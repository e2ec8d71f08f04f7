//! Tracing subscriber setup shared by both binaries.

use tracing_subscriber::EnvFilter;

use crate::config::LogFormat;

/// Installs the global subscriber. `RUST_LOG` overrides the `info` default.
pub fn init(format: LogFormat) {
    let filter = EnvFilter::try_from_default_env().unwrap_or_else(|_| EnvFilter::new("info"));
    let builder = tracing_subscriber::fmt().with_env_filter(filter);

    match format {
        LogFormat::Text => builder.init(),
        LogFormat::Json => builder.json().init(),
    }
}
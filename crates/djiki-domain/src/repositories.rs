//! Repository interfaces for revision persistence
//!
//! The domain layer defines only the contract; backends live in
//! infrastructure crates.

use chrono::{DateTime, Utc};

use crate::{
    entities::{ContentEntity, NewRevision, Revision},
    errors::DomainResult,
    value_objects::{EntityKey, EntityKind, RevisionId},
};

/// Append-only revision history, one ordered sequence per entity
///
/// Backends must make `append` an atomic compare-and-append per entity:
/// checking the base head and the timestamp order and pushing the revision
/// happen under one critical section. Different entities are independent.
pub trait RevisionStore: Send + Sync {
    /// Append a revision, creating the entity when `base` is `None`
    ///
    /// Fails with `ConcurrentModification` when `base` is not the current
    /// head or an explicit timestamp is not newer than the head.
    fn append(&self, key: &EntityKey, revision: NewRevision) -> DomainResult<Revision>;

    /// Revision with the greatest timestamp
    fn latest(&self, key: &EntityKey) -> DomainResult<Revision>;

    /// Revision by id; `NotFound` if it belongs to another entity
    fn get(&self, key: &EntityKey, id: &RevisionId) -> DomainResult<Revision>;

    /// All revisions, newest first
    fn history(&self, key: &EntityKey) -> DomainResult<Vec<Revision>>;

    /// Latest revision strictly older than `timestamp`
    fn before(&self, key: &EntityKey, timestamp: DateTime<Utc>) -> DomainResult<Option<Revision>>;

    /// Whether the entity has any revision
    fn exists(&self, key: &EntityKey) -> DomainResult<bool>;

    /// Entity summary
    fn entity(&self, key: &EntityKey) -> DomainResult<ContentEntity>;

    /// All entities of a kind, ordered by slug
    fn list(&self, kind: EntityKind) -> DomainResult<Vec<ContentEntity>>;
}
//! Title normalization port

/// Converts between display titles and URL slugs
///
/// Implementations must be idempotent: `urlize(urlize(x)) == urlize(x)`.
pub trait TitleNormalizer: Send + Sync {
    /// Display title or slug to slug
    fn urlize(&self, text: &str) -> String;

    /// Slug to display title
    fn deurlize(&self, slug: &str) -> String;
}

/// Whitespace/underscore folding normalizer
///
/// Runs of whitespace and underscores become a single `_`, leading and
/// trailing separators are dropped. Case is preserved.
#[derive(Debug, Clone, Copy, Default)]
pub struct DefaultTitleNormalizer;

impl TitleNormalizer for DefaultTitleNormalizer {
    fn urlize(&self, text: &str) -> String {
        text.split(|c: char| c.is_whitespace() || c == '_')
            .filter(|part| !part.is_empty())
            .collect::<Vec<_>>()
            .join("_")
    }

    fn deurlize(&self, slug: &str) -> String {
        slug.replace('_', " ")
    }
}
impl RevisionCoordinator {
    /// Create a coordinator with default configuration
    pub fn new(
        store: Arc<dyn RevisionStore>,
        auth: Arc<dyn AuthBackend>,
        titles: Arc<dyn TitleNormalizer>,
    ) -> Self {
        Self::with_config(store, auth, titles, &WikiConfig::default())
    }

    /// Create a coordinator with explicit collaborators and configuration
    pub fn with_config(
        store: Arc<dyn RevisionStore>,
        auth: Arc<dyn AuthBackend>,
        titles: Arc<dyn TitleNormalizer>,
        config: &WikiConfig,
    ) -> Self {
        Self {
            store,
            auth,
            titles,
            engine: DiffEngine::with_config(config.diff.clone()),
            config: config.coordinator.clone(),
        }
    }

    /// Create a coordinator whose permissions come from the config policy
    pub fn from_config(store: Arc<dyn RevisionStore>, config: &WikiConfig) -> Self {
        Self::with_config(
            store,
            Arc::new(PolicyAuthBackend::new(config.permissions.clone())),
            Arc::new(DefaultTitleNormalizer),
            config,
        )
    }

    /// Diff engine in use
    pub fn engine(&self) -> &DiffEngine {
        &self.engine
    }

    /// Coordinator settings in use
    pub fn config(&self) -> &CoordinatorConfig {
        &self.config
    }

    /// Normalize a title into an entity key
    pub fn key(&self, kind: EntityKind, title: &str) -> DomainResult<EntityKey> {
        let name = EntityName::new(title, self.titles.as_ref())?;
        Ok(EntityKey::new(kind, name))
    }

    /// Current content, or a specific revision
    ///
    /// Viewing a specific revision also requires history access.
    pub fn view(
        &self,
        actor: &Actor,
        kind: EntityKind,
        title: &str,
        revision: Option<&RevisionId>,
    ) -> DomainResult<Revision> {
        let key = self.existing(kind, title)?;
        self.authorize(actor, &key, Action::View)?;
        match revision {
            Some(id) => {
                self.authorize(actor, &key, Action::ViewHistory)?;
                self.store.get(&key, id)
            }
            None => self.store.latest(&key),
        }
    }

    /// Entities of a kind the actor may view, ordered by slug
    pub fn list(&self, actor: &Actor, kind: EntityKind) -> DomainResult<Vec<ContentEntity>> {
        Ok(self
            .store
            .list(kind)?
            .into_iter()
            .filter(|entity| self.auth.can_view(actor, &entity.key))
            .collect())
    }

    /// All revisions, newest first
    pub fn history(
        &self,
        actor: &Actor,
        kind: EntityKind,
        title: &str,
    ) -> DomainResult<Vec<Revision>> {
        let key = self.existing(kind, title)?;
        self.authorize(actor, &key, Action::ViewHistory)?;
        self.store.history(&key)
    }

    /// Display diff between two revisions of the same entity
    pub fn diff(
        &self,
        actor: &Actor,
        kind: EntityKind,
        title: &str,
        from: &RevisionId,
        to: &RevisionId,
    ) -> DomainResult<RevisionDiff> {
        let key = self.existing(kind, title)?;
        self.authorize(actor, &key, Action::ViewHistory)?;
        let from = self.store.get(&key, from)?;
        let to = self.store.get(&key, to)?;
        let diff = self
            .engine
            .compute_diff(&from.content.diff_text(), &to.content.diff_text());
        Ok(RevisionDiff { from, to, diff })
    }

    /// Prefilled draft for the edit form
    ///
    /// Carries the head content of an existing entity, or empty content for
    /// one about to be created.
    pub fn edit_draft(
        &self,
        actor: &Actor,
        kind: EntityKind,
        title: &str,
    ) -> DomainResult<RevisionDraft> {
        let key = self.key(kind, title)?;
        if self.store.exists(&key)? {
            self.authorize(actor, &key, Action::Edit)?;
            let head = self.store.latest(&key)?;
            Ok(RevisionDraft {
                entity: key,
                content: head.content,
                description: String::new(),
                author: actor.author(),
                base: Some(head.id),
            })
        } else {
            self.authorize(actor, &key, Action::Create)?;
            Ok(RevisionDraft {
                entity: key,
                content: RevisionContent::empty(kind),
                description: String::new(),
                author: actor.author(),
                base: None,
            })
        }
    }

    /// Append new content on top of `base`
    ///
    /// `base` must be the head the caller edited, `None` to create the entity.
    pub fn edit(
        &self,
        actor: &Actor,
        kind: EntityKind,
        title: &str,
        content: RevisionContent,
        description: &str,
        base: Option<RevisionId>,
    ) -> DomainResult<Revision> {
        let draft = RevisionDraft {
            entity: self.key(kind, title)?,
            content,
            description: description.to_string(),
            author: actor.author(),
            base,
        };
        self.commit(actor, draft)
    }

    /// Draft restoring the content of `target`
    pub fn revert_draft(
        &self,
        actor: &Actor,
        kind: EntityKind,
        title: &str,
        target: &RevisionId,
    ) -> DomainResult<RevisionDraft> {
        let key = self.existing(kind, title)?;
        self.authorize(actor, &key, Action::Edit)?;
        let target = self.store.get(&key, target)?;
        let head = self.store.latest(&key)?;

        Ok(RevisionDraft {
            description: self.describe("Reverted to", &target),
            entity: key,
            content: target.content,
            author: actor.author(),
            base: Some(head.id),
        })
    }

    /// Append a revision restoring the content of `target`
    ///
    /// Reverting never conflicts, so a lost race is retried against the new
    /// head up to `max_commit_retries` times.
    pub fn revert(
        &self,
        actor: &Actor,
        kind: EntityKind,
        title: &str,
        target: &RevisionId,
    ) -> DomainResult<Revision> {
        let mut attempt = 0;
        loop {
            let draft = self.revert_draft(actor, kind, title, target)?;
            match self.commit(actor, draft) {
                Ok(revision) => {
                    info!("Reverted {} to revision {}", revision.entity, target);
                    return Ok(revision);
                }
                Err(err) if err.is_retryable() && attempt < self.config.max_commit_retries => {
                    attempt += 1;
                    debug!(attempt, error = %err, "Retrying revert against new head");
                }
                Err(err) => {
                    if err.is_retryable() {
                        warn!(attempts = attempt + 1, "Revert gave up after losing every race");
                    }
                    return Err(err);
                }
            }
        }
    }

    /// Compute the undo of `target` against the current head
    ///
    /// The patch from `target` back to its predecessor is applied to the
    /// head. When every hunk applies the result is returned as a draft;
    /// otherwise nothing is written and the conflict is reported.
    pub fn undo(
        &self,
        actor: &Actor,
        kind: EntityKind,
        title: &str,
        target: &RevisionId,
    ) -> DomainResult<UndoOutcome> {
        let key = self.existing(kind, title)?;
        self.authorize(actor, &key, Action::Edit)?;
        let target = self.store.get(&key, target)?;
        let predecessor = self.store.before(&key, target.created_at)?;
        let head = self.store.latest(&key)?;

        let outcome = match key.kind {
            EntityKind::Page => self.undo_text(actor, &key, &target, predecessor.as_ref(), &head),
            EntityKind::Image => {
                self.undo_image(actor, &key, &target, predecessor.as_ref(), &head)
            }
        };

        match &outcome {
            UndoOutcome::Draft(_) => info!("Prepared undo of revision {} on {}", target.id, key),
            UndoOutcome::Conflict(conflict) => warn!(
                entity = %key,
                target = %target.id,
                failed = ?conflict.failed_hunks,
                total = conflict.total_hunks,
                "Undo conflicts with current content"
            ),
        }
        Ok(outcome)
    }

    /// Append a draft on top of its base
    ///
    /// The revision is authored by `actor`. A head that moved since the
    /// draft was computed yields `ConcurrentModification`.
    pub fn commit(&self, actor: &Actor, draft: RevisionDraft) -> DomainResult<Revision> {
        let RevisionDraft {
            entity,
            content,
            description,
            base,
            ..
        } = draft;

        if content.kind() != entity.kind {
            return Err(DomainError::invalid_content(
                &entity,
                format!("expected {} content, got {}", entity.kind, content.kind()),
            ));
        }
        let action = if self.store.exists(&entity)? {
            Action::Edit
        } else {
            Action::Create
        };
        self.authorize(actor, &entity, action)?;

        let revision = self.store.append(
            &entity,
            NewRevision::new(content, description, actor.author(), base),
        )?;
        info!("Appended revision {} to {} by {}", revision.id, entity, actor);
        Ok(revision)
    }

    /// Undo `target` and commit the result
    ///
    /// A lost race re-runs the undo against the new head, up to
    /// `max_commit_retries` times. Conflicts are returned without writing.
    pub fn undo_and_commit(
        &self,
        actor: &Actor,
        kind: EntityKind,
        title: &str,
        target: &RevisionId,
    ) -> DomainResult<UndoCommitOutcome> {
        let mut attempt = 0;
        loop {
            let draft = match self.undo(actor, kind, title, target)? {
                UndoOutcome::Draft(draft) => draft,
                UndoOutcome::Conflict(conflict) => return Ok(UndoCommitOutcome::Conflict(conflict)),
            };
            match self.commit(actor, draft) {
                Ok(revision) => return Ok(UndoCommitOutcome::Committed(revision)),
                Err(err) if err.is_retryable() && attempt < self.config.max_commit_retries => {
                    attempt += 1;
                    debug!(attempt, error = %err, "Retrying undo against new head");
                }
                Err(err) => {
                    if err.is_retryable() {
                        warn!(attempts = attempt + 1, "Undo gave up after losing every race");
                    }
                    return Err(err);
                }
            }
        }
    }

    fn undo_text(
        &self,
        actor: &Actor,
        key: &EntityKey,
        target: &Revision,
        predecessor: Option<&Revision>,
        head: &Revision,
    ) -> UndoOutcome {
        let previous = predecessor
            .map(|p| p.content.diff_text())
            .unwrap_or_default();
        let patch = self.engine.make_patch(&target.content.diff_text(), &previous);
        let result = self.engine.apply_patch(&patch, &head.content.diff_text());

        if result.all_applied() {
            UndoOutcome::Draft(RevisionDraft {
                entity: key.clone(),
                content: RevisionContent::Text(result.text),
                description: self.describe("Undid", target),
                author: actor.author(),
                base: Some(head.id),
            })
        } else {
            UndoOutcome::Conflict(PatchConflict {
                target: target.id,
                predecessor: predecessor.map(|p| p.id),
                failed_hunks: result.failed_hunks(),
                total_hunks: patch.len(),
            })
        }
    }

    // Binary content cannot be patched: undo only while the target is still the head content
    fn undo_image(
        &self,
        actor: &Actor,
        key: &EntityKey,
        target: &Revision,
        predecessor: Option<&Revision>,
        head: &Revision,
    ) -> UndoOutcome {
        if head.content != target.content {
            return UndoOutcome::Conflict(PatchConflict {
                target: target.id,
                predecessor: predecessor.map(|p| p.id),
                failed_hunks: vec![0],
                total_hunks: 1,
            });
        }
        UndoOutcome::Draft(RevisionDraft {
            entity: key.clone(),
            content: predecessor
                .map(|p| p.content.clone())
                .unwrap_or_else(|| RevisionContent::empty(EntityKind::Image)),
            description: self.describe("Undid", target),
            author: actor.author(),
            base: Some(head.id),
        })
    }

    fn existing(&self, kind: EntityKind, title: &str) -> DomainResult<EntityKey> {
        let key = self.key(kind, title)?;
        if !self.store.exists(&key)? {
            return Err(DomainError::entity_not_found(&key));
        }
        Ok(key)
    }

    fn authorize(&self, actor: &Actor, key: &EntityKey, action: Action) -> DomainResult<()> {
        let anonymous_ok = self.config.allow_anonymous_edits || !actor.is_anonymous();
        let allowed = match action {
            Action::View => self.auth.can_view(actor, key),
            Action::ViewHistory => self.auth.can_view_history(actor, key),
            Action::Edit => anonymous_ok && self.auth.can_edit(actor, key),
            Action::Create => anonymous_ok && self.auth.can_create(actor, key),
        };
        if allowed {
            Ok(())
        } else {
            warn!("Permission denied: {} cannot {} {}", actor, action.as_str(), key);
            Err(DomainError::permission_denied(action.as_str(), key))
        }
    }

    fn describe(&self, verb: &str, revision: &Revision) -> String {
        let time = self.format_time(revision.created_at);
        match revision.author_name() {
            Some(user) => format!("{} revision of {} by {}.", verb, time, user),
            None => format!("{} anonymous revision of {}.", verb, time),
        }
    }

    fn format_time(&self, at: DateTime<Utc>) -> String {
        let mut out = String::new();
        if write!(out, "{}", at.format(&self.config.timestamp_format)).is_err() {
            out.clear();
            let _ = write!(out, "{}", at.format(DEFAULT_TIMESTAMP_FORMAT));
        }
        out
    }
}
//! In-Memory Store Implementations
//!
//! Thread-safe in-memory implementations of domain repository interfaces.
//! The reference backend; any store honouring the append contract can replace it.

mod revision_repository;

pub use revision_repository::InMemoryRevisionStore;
-=-=-=-=-
Start at the first line of the entries and stop at the line that contains "pub fn init(format: LogFormat)". Repeat every line in that span exactly, and nothing beyond it.

repository e2ec8d71f08f04f7
//! Tracing subscriber setup shared by both binaries.

use tracing_subscriber::EnvFilter;

use crate::config::LogFormat;

/// Installs the global subscriber. `RUST_LOG` overrides the `info` default.
pub fn init(format: LogFormat) {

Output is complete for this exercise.